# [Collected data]

○ ○ ○ ○

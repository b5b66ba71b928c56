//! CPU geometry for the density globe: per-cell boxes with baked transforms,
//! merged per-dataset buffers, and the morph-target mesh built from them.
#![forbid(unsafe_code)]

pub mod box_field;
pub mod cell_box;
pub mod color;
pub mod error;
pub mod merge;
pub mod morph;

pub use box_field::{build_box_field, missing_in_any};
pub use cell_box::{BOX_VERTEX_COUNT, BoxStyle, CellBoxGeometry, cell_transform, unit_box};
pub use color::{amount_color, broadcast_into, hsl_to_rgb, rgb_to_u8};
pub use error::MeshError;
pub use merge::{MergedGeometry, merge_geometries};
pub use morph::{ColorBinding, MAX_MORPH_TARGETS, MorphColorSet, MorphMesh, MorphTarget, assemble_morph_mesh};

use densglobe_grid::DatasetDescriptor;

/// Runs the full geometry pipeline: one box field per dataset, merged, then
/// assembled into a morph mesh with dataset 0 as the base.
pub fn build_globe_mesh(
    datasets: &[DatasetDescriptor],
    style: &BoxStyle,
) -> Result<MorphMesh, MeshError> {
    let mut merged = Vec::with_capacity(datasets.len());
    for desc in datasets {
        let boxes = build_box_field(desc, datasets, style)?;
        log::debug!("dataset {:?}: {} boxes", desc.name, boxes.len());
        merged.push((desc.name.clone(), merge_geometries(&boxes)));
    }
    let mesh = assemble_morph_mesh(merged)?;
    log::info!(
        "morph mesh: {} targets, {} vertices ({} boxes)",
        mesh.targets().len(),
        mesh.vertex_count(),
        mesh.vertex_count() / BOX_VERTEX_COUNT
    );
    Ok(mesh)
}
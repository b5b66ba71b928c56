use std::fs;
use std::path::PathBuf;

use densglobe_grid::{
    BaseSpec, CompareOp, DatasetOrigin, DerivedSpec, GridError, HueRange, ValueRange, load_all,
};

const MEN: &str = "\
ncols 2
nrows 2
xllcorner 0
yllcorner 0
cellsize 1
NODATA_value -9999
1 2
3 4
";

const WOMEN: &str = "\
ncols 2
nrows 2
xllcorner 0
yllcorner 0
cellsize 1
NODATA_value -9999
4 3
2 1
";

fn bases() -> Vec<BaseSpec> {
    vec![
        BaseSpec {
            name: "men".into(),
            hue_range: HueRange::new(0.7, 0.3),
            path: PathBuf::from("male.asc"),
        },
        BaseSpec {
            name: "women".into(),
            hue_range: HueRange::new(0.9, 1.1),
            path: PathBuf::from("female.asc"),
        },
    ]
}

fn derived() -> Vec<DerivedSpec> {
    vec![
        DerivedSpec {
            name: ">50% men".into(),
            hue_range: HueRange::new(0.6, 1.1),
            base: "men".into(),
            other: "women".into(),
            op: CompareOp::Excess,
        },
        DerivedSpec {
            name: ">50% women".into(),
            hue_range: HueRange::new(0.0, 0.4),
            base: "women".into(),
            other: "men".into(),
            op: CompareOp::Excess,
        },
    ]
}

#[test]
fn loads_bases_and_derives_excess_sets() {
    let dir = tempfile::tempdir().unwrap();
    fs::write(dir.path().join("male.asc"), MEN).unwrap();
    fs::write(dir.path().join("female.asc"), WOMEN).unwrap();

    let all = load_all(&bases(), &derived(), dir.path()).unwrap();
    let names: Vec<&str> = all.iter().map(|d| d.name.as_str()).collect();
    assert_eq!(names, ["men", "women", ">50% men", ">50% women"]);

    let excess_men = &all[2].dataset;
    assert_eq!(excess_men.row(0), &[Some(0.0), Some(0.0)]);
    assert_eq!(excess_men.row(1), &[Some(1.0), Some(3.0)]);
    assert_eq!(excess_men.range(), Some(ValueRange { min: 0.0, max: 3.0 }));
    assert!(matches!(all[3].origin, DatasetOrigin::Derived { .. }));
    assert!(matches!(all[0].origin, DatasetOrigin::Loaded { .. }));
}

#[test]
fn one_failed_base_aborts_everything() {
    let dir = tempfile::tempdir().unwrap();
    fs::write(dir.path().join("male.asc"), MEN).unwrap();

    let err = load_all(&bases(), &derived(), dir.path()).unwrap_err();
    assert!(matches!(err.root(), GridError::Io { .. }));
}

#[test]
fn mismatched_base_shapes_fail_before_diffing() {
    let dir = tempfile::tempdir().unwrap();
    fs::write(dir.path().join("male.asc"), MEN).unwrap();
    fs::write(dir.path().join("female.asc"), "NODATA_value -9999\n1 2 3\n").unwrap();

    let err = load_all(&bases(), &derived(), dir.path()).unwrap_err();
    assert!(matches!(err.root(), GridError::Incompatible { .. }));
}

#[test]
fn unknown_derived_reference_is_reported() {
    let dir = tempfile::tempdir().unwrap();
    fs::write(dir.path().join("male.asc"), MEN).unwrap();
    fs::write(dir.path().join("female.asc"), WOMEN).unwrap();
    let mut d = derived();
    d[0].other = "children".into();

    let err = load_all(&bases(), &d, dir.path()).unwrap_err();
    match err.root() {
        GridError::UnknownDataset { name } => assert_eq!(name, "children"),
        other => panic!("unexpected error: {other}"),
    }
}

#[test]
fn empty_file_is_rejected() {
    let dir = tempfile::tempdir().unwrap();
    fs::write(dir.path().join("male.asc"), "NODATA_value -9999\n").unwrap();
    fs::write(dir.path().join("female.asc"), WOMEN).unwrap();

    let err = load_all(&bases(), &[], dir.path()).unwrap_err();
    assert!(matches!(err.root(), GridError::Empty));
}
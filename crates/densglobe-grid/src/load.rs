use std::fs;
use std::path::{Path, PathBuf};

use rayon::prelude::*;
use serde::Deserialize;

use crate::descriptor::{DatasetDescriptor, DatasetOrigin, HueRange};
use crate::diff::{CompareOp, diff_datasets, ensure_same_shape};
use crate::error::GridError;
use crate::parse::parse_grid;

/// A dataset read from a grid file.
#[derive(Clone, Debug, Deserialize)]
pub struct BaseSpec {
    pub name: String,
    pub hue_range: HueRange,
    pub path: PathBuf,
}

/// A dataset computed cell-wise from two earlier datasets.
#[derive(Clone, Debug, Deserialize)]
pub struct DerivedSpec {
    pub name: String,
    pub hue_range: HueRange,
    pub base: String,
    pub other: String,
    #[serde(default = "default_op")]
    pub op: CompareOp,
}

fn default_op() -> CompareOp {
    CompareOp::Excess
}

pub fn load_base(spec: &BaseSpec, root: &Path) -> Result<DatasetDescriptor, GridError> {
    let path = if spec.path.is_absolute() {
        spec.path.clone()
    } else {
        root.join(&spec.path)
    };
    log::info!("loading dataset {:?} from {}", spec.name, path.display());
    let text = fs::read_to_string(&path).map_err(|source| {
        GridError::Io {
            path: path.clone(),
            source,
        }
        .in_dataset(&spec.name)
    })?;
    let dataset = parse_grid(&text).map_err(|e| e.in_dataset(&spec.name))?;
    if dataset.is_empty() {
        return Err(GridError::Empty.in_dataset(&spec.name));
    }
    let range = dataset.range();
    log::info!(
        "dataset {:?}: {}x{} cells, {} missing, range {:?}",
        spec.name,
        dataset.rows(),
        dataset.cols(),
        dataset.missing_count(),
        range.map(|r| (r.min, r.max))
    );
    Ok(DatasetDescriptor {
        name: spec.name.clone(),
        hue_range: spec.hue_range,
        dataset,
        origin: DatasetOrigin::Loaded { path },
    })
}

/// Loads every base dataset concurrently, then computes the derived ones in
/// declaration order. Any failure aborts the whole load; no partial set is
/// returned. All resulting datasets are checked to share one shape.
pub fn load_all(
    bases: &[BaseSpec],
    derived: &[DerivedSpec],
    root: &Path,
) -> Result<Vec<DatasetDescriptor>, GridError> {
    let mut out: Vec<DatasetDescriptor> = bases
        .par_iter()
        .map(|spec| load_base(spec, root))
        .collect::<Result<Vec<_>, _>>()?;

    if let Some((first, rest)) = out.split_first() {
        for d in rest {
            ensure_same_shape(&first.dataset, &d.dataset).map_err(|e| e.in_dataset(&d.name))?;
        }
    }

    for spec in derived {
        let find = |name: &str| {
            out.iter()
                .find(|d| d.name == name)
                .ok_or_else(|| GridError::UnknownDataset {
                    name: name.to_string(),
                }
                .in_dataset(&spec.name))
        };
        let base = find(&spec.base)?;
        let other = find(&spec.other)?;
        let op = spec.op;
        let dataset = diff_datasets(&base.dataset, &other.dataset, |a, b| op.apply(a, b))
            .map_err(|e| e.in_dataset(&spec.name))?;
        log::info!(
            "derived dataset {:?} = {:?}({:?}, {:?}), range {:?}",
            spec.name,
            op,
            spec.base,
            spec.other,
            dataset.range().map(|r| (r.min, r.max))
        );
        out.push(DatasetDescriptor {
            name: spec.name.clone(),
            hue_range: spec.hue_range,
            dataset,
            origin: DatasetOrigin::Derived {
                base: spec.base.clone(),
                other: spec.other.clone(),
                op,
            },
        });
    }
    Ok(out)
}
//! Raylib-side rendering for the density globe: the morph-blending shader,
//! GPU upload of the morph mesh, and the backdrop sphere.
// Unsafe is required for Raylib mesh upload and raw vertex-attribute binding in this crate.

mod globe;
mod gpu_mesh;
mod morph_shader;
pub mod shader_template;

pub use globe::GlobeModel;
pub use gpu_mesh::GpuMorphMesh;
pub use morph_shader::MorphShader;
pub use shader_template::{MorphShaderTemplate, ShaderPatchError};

○ ○ ○ ○

Repeat the entries verbatim through the line with "pub use error::MeshError;".

repository b5b66ba71b928c56
//! CPU geometry for the density globe: per-cell boxes with baked transforms,
//! merged per-dataset buffers, and the morph-target mesh built from them.
#![forbid(unsafe_code)]

pub mod box_field;
pub mod cell_box;
pub mod color;
pub mod error;
pub mod merge;
pub mod morph;

pub use box_field::{build_box_field, missing_in_any};
pub use cell_box::{BOX_VERTEX_COUNT, BoxStyle, CellBoxGeometry, cell_transform, unit_box};
pub use color::{amount_color, broadcast_into, hsl_to_rgb, rgb_to_u8};
pub use error::MeshError;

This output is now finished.